What is collagen?
What holds complex organisms together? One of the principal answers is the rough, fibrous material known as collagen. Collagen consists of polypeptide chains of protein (Glycine, Proline, Hydroxyproline and Arginine), folded into a triple-helical conformation. It makes up 30% of the protein in the body, and up to 70% of the protein in the skin. Collagen ensures cohesion, elasticity, and regeneration of all our connective tissue. Collagen is like the ‘glue’ that holds us together.
Although once regarded as a more or less passive scaffold serving mainly to provide support for extracellular matrices, collagen is now acknowledged to have several additional physiologic roles. These include a role in morphogenesis and development, chemotaxis, platelet adhesion and aggregation, and cell attachment. Regardless of these and other potential subsidiary roles, the classic and most prominent function of collagen is the provision and maintenance of physical support for extracellular matrices.

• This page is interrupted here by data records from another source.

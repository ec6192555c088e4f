//! Go literal and identifier rendering.

/// Quote `value` as a Go interpreted string literal.
///
/// Printable ASCII is kept, the usual escapes are used for tabs, newlines,
/// quotes and backslashes, and every other byte becomes `\xNN`. Multi-byte
/// UTF-8 therefore survives byte for byte.
pub fn go_str(value: &str) -> String {
    let mut out = String::with_capacity(value.len() + 2);
    out.push('"');
    for byte in value.bytes() {
        match byte {
            b'\t' => out.push_str("\\t"),
            b'\r' => out.push_str("\\r"),
            b'\n' => out.push_str("\\n"),
            b'"' => out.push_str("\\\""),
            b'\\' => out.push_str("\\\\"),
            0x20..=0x7e => out.push(byte as char),
            _ => out.push_str(&format!("\\x{byte:02x}")),
        }
    }
    out.push('"');
    out
}

/// Go identifier for a Ruby local or parameter.
///
/// Ruby method-style suffixes are not valid in Go identifiers, so they are
/// swapped for look-alike letters.
pub fn local_name(name: &str) -> String {
    let mapped: String = name
        .chars()
        .map(|c| match c {
            '?' => 'ʔ',
            '!' => 'ǃ',
            '=' => 'ǂ',
            c => c,
        })
        .collect();
    format!("µ{mapped}")
}
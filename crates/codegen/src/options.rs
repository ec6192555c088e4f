//! Compile options and output.

use gorbe_syntax::SourceLines;

use crate::diagnostics::Diagnostic;

/// Per-compile settings.
///
/// ```rust
/// use gorbe_codegen::CompileOptions;
///
/// let options = CompileOptions::default().with_package("hello").with_script("hello.rb");
/// assert_eq!(options.module, "__main__");
/// ```
#[derive(Debug, Clone)]
pub struct CompileOptions {
    /// Go package clause of the generated file.
    pub package: String,
    /// Name the unit registers itself under with `πg.RegisterModule`.
    pub module: String,
    /// File name recorded in every code object.
    pub script: String,
    /// Ruby source; when present each statement is annotated with its line.
    pub source: Option<SourceLines>,
    /// Import the `gorbe` Go package and install Ruby globals (`true`, `false`, `p`) first.
    pub prelude: bool,
}

impl Default for CompileOptions {
    fn default() -> Self {
        Self {
            package: "main".to_string(),
            module: "__main__".to_string(),
            script: "<stdin>".to_string(),
            source: None,
            prelude: false,
        }
    }
}

impl CompileOptions {
    pub fn with_package(mut self, package: impl Into<String>) -> Self {
        self.package = package.into();
        self
    }

    pub fn with_module(mut self, module: impl Into<String>) -> Self {
        self.module = module.into();
        self
    }

    pub fn with_script(mut self, script: impl Into<String>) -> Self {
        self.script = script.into();
        self
    }

    pub fn with_source(mut self, source: SourceLines) -> Self {
        self.source = Some(source);
        self
    }

    pub fn with_prelude(mut self, prelude: bool) -> Self {
        self.prelude = prelude;
        self
    }
}

/// A successfully compiled Go unit.
#[derive(Debug, Clone)]
pub struct CompiledUnit {
    pub go_source: String,
    pub diagnostics: Vec<Diagnostic>,
}
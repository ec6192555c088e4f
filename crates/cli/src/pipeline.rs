//! Pipeline for compiling a Ripper AST into a Go unit.
//!
//! Read the AST (and optionally the Ruby source), compile it, write the Go
//! source, then report diagnostics on stderr. Notes and warnings never fail
//! the run; load and compile errors do, with exit code 1.

use gorbe_codegen::{CodegenError, CompileOptions, CompiledUnit, Diagnostic};
use gorbe_syntax::{LoadError, SourceLines, load_json};
use std::fs;
use std::io::{self, Read, Write};
use std::path::{Path, PathBuf};

use crate::cli::Cli;

/// Result type for pipeline operations
pub type PipelineResult<T> = Result<T, PipelineError>;

/// Pipeline error type
#[derive(Debug)]
pub enum PipelineError {
    /// File I/O error
    IoError { path: PathBuf, error: io::Error },
    /// The AST is not valid Ripper JSON
    LoadError(LoadError),
    /// The program cannot be compiled
    CodegenError(CodegenError),
}

impl std::fmt::Display for PipelineError {
    fn fmt(&self, f: &mut std::fmt::Formatter<'_>) -> std::fmt::Result {
        match self {
            PipelineError::IoError { path, error } => {
                write!(f, "I/O error: {}: {}", path.display(), error)
            }
            PipelineError::LoadError(e) => write!(f, "invalid AST: {}", e),
            PipelineError::CodegenError(e) => write!(f, "compile error: {}", e),
        }
    }
}

impl std::error::Error for PipelineError {}

impl From<LoadError> for PipelineError {
    fn from(error: LoadError) -> Self {
        PipelineError::LoadError(error)
    }
}

impl From<CodegenError> for PipelineError {
    fn from(error: CodegenError) -> Self {
        PipelineError::CodegenError(error)
    }
}

fn io_error(path: &Path) -> impl FnOnce(io::Error) -> PipelineError + '_ {
    move |error| PipelineError::IoError { path: path.to_path_buf(), error }
}

/// Run the driver for parsed arguments.
pub fn run(cli: &Cli) -> PipelineResult<()> {
    let ast = if cli.reads_stdin() {
        let mut input = String::new();
        io::stdin().read_to_string(&mut input).map_err(io_error(&cli.ast))?;
        input
    } else {
        read_file(&cli.ast)?
    };
    let source = cli
        .source
        .as_deref()
        .map(read_file)
        .transpose()?
        .map(|text| SourceLines::new(&text));

    let unit = compile_json(&ast, cli.compile_options(source))?;
    write_output(cli.output.as_deref(), &unit.go_source)?;

    let mut stderr = io::stderr().lock();
    report_diagnostics(&unit.diagnostics, cli.json_diagnostics, &mut stderr)
        .map_err(io_error(Path::new("<stderr>")))
}

pub fn read_file(path: &Path) -> PipelineResult<String> {
    fs::read_to_string(path).map_err(io_error(path))
}

/// Load Ripper JSON and compile it.
pub fn compile_json(ast: &str, options: CompileOptions) -> PipelineResult<CompiledUnit> {
    let program = load_json(ast)?;
    Ok(gorbe_codegen::compile(&program, options)?)
}

/// Write the Go source to `path`, or to stdout when no path is given.
pub fn write_output(path: Option<&Path>, go_source: &str) -> PipelineResult<()> {
    match path {
        Some(path) => fs::write(path, go_source).map_err(io_error(path)),
        None => {
            let mut stdout = io::stdout().lock();
            stdout
                .write_all(go_source.as_bytes())
                .and_then(|()| stdout.flush())
                .map_err(io_error(Path::new("<stdout>")))
        }
    }
}

/// One line per diagnostic, as text or as JSON.
pub fn report_diagnostics(
    diagnostics: &[Diagnostic],
    json: bool,
    out: &mut impl Write,
) -> io::Result<()> {
    for diagnostic in diagnostics {
        if json {
            let line = serde_json::to_string(diagnostic).map_err(io::Error::other)?;
            writeln!(out, "{line}")?;
        } else {
            writeln!(out, "{diagnostic}")?;
        }
    }
    Ok(())
}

There are several types of collagen structure formations and five major types of collagen, each fulfilling a different role within the body. As we age, mutations in collagen can alter the expression or primary structure and function. As a result, this decline in collagen affects our connective tissue such as joints, ligaments, bones, skin, and even affects our gut health! Our modern eating habits and lack of movement also contribute to this collagen decline. Finally, cortisol released during stress also increases the breakdown of collagen. Decreased collagen can put us at risk for a number of health issues.
The two types of issues that arise when collagen starts to decrease are cosmetic and internal. Cosmetic issues related to collagen decline include: aging skin, sagging skin, wrinkles, cellulite, weak hair, greying of the hair, and hair loss. Internal issues related to collagen decline include: joint pain, high blood pressure, bone loss, digestive and immune issues, and atherosclerosis (hardening of the arteries).
Collagen is found only in animal products, such as animal bone, skin, and connective tissue. Our early ancestors consumed significantly more collagen in their diet, as they were consuming the entire animal (nose to tail), and cooking and consuming bone broth with marrow bones, naturally containing these amino acid complexes. Now we mostly consume muscle meat and discard the tendons, ligaments, skin and bones of the animal. Collagen supplementation can help with restoring the depleted collagen.
What is the difference between Gelatin and Hydrolyzed Collagen?
When collagen is cooked, we call it gelatin. One of the gelatin products we are most familiar with is the commercial food product ‘jello’. Gelatin gives jello its firm structure and jiggly consistency. However, store bought jello products also contain large amounts of additives like food dye, stabilizers, and refined sugars. Store bought ‘jello’ gelatin also comes from factory raised animals that are fed a nutrient-poor diet. Therefore, there aren’t any real health benefits to consuming store bought jello products.
Collagen protein, or gelatin powder (like that found in jello, but from healthier animals and without the additives) can be used to make healthy gummy snacks and even homemade chewable vitamins.
This gummy form is naturally found in bone broth, as the heat breaks down the natural collagen found in the bones. This is the reason bone broth tends to thicken and gel in the fridge.
Hydrolyzed collagen is uncooked collagen that has been broken down with enzymes, and is easily absorbed and utilized by the body. Hydrolyzed collagen is great for people with digestive issues and autoimmune struggles. This form of collagen is referred to as collagen hydrolysate or collagen peptides. Hydrolyzed collagen has a lower molecular weight, and therefore will not “gel up” for making collagen gummies and other recipes. This form of collagen will dissolve easily and quickly, in any liquid (hot or cold) and does not have a taste to it. It can be added to morning tea, coffee, smoothies, and even baked foods as a supplement to restore collagen.
What are the Attributes of a Better Collagen?
The best collagen comes from animals that are out in the pasture, following natural behaviors, grazing on grass that is free from pesticide agents. Quality collagen products should be made exclusively from pasture raised animals that are never given hormones, GMOs, or antibiotics. Quality collagen should contain no additives, fillers, dyes, binders, or other agents.
There are several good sources of high-quality gelatin and collagen powders. When sourcing, it is important to make sure that it is obtained from grass-fed and pastured humanely raised sources from a reputable company.
Be sure that the collagen you purchase:
- Is sourced from pasture-raised and grass-fed animals.
- Is packaged in BPA-free containers.
- Contains no additives.
- Comes from a reputable source.
Collagen is a specific combination of amino acids (proteins) that decline as we age, and are difficult to obtain through a standard American diet. Supplementing with a quality collagen provides the body with building blocks to repair damage caused by age and stress related collagen deficiency.
Supplementing with a quality collagen provides the body with building blocks to repair damage caused by age and stress related collagen deficiency.